Pig is designed explicitly for ad-hoc data analysis by programmers. The query language looks like Python with operators pulled from SQL, and instead of tables, users are given more programmer-friendly data structures like maps and lists. UDFs are also first-class citizens in Pig, and can have arbitrary inputs and outputs (non-atomic values).

All this means that the query language and data format are more flexible. Hive needs to the classic ETL (extract-transform-load) to get data into tables before it can query it. Pig, you just pass it a file and a function explaining how to interpret it. This likely comes at a performance cost, but using the standard deserializers and a schema would ameliorate this. Pig also allows for more explicit control over the query plan, since each stage in the execution DAG is as programmed.

As in Hive, Pig does not provide some operators because of the limitations of MapReduce. Also as in Hive, statements using the SQL-like operators can be optimized, and multiple MapReduce jobs are chained together for you automatically.

One thing I really like about Pig is the focus on debugging. Trying to reason about a page of SQL is really difficult, and it's much easier to reason about Pig's series of steps. It looks extremely similar to how I do ad-hoc text parsing in Python: gradually applying operators to collections of strings until I get the result I want.

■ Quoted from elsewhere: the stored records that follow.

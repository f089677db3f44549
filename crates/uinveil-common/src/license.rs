//! Licenses, their parameter policies, and bearer-token permissions.

use std::fmt;
use std::str::FromStr;

use secrecy::SecretString;
use serde::{Deserialize, Serialize};

/// How untrusted extra parameters combine with trusted materials.
///
/// `Allow` and `Overwrite` differ in precedence: under `Allow` an extra
/// parameter can only add a key the materials do not have, under `Overwrite`
/// it replaces any material except the identifier.
#[derive(Debug, Clone, Copy, PartialEq, Eq, Default, Serialize, Deserialize)]
#[serde(rename_all = "snake_case")]
pub enum ExtraParamPolicy {
    /// Drop all extra parameters.
    #[default]
    Ignore,
    /// Reject the request if any extra parameter remains.
    Deny,
    /// Add extra parameters that the materials do not define.
    Allow,
    /// Let extra parameters replace materials, except the identifier.
    Overwrite,
}

impl fmt::Display for ExtraParamPolicy {
    fn fmt(&self, f: &mut fmt::Formatter<'_>) -> fmt::Result {
        match self {
            Self::Ignore => write!(f, "ignore"),
            Self::Deny => write!(f, "deny"),
            Self::Allow => write!(f, "allow"),
            Self::Overwrite => write!(f, "overwrite"),
        }
    }
}

impl FromStr for ExtraParamPolicy {
    type Err = anyhow::Error;

    fn from_str(s: &str) -> Result<Self, Self::Err> {
        match s {
            "ignore" => Ok(Self::Ignore),
            "deny" => Ok(Self::Deny),
            "allow" => Ok(Self::Allow),
            "overwrite" => Ok(Self::Overwrite),
            _ => anyhow::bail!("Unknown extra param policy: {s}"),
        }
    }
}

/// Which parameters feed the signature.
#[derive(Debug, Clone, Copy, PartialEq, Eq, Default, Serialize, Deserialize)]
#[serde(rename_all = "snake_case")]
pub enum SignPolicy {
    /// Only the identifier.
    Uin,
    /// All trusted materials.
    #[default]
    Important,
    /// The mixed set, including extras admitted by the extra policy.
    All,
}

impl fmt::Display for SignPolicy {
    fn fmt(&self, f: &mut fmt::Formatter<'_>) -> fmt::Result {
        match self {
            Self::Uin => write!(f, "uin"),
            Self::Important => write!(f, "important"),
            Self::All => write!(f, "all"),
        }
    }
}

impl FromStr for SignPolicy {
    type Err = anyhow::Error;

    fn from_str(s: &str) -> Result<Self, Self::Err> {
        match s {
            "uin" => Ok(Self::Uin),
            "important" => Ok(Self::Important),
            "all" => Ok(Self::All),
            _ => anyhow::bail!("Unknown sign policy: {s}"),
        }
    }
}

/// A tenant allowed to mint signed URLs.
///
/// `key` is only compared at the HTTP boundary; `secret` keys the signature.
#[derive(Debug, Clone, Deserialize)]
pub struct License {
    /// Public license identifier, carried in every signed URL
    pub id: String,

    /// Credential presented alongside the id when requesting signatures
    pub key: SecretString,

    /// HMAC key for signature tokens
    pub secret: SecretString,

    /// Extra parameter policy (default: `ignore`)
    #[serde(default)]
    pub extra_param_policy: ExtraParamPolicy,

    /// Signature policy (default: `important`)
    #[serde(default)]
    pub sign_policy: SignPolicy,
}

impl License {
    /// Creates a license with default policies.
    #[must_use]
    pub fn new(id: impl Into<String>, key: &str, secret: &str) -> Self {
        Self {
            id: id.into(),
            key: SecretString::new(key.into()),
            secret: SecretString::new(secret.into()),
            extra_param_policy: ExtraParamPolicy::default(),
            sign_policy: SignPolicy::default(),
        }
    }

    /// Sets the extra parameter policy.
    #[must_use]
    pub fn with_extra_param_policy(mut self, policy: ExtraParamPolicy) -> Self {
        self.extra_param_policy = policy;
        self
    }

    /// Sets the signature policy.
    #[must_use]
    pub fn with_sign_policy(mut self, policy: SignPolicy) -> Self {
        self.sign_policy = policy;
        self
    }
}

/// A bearer token and the licenses it may act for.
#[derive(Debug, Clone, Deserialize)]
pub struct Authentication {
    /// Bearer token presented in the `Authorization` header
    pub token: SecretString,

    #[serde(default)]
    pub permissions: Permissions,
}

/// Permissions granted to a bearer token.
#[derive(Debug, Clone, Default, Deserialize)]
pub struct Permissions {
    /// License ids this token may sign for (default: none)
    #[serde(default)]
    pub allow_license: Vec<String>,
}

impl Authentication {
    /// Whether this token may act for `license_id`.
    #[must_use]
    pub fn allows(&self, license_id: &str) -> bool {
        self.permissions.allow_license.iter().any(|id| id == license_id)
    }
}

Pig also provides an "example execution table" that shows what the Pig program does on a small amount of data, which is much quicker than running the actual MapReduce jobs.

Analysis

It's handy that both Hive and Pig automatically string together MR jobs as part of one program, but you still pay the serialization overhead of writing things into intermediate files between jobs. This is something that isn't true with a more general execution framework like Dryad. The move towards more declarative languages, as I've said previously, isn't surprising at all, since actually programming a MapReduce job is way more work than using something more high-level and declarative. For ad-hoc queries, it's way better to optimize for programmer productivity than try to squeeze out that last 20% of performance from writing it in raw MR.

Hive has been extremely popular at Facebook, and I think the same is true of Pig at Yahoo. I think the future is going to be improving the underlying Hadoop execution engine to better support ad-hoc queries by keeping intermediate files in memory, and improving the number of operators and optimizers for both languages.